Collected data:
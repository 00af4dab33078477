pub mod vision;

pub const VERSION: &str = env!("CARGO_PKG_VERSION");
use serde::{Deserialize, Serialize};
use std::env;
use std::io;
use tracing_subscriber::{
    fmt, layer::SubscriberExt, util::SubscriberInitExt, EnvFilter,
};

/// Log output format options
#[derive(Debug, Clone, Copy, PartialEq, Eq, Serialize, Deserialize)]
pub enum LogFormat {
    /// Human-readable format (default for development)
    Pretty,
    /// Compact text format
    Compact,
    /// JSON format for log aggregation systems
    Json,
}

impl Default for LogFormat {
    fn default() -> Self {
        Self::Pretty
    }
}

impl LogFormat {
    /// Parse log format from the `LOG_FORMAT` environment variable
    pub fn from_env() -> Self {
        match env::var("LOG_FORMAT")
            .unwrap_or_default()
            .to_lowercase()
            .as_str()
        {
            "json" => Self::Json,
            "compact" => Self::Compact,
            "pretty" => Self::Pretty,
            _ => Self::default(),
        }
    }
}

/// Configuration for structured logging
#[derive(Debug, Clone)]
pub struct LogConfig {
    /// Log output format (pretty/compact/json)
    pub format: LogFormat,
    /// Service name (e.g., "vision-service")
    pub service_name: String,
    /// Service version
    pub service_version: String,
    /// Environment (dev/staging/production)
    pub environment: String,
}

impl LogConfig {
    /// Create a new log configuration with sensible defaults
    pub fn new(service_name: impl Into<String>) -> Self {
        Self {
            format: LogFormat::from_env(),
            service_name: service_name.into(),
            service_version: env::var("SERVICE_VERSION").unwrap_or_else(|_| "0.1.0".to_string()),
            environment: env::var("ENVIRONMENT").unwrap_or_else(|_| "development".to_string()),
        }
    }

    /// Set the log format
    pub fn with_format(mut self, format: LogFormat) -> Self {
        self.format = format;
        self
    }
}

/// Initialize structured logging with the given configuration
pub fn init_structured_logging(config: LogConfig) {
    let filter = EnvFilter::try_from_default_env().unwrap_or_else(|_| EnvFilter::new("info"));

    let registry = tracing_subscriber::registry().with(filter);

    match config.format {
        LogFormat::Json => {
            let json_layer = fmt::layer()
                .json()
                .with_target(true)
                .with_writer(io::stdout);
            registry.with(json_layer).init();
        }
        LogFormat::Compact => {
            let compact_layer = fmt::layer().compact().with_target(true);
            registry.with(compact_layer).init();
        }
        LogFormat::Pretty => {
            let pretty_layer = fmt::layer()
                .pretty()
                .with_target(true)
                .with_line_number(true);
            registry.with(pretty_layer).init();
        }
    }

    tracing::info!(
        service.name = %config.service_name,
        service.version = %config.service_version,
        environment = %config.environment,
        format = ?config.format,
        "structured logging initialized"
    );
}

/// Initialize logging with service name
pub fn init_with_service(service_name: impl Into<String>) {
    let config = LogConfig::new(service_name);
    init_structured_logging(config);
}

...

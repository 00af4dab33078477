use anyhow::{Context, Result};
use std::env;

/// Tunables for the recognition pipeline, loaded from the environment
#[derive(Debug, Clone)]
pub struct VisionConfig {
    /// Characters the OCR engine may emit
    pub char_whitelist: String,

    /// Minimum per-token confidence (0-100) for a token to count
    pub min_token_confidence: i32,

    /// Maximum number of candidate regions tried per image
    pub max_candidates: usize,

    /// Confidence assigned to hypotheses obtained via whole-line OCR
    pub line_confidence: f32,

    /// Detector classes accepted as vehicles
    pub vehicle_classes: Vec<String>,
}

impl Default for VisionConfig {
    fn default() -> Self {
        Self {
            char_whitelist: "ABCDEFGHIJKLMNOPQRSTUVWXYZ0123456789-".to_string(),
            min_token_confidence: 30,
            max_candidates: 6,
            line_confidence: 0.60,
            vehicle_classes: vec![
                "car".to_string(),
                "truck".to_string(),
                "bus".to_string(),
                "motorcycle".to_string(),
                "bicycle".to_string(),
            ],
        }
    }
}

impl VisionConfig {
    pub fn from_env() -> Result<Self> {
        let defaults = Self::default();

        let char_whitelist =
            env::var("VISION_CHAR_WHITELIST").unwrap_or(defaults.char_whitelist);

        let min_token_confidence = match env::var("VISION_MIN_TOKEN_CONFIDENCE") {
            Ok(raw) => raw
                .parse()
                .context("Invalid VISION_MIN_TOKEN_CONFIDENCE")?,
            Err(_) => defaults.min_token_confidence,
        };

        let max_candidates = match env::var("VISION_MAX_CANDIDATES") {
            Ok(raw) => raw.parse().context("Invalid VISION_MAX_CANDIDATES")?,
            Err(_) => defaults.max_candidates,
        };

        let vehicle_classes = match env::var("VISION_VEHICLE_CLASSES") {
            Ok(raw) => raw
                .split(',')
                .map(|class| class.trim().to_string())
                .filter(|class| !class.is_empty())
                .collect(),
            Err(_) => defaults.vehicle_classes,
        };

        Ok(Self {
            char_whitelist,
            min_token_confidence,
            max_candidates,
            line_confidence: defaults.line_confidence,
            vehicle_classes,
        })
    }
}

---

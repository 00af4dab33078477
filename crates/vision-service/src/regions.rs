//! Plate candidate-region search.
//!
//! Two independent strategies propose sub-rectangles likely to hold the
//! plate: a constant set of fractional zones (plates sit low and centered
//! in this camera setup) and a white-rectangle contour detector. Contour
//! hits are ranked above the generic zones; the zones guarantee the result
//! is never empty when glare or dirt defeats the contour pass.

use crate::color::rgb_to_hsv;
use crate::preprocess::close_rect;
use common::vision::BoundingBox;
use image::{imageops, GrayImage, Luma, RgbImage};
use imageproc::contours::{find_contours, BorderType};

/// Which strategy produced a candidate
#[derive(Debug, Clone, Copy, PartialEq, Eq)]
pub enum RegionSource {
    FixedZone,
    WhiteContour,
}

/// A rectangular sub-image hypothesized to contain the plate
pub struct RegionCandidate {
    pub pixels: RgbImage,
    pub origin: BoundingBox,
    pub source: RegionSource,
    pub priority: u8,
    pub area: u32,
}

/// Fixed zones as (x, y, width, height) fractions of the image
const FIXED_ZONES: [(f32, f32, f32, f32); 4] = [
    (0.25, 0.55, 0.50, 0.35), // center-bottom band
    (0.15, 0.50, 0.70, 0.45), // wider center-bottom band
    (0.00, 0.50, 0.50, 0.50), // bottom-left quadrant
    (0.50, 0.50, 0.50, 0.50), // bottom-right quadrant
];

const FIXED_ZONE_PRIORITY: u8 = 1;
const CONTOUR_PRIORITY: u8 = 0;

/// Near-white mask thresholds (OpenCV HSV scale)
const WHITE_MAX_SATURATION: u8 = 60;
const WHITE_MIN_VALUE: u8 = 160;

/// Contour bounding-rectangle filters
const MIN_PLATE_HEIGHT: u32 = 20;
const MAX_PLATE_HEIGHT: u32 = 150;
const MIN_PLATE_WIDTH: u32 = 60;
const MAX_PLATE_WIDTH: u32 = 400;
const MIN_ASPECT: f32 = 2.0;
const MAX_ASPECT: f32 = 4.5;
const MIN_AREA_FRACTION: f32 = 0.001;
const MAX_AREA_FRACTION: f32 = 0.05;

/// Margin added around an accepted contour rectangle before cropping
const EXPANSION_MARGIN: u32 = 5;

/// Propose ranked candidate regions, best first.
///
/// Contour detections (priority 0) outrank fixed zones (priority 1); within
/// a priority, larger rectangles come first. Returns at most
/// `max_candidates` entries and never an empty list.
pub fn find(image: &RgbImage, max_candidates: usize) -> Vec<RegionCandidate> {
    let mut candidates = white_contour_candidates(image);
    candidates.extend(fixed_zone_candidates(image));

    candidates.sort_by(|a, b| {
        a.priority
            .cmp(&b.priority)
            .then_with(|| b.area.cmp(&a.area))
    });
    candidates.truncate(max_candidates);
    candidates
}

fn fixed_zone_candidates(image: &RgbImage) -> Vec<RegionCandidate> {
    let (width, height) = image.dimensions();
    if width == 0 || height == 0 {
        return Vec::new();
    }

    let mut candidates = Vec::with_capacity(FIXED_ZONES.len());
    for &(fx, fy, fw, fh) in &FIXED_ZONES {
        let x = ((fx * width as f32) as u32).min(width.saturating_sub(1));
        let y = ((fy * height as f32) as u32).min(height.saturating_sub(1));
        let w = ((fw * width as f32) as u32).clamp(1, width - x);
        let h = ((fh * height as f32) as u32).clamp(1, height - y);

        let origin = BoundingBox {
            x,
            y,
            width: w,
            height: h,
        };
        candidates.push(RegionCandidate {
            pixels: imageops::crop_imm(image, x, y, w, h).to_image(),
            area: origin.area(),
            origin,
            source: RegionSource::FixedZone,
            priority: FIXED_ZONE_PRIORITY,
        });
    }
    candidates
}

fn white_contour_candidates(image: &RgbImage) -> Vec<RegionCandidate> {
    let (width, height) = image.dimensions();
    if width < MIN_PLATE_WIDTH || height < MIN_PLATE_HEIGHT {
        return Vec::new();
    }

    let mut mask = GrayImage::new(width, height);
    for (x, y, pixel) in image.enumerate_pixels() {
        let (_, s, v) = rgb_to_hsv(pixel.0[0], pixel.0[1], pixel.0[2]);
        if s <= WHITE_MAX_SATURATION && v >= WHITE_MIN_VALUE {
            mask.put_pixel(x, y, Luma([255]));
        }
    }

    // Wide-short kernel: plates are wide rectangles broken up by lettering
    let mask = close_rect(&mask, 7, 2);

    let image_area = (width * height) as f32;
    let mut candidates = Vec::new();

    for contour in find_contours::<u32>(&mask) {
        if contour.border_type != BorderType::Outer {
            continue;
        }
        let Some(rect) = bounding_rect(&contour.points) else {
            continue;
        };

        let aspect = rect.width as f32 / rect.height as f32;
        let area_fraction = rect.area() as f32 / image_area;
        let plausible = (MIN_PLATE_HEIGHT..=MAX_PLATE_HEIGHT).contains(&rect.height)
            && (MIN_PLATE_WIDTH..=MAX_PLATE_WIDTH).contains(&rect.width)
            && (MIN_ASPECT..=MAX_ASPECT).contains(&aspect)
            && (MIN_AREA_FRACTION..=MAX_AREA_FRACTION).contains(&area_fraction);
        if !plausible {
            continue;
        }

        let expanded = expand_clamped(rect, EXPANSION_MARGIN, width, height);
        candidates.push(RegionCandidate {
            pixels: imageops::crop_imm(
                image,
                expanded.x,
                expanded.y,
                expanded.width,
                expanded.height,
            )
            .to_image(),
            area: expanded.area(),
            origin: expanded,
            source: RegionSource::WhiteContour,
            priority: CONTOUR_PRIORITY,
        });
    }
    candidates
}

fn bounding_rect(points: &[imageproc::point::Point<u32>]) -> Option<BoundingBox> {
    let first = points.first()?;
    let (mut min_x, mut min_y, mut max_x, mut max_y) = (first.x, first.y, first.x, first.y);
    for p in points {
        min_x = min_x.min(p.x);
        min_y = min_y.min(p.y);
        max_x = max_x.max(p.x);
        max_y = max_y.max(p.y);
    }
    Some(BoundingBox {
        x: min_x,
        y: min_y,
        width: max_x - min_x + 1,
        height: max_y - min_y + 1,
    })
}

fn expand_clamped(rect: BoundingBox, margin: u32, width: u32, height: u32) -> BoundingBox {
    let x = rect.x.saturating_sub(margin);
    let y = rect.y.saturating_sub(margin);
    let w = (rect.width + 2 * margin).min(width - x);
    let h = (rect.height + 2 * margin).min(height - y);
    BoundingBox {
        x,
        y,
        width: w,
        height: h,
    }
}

◆ Your goal
Extract all lines of the records above that include "accepted".

◆ Worked solution
    /// Detector classes accepted as vehicles
/// Margin added around an accepted contour rectangle before cropping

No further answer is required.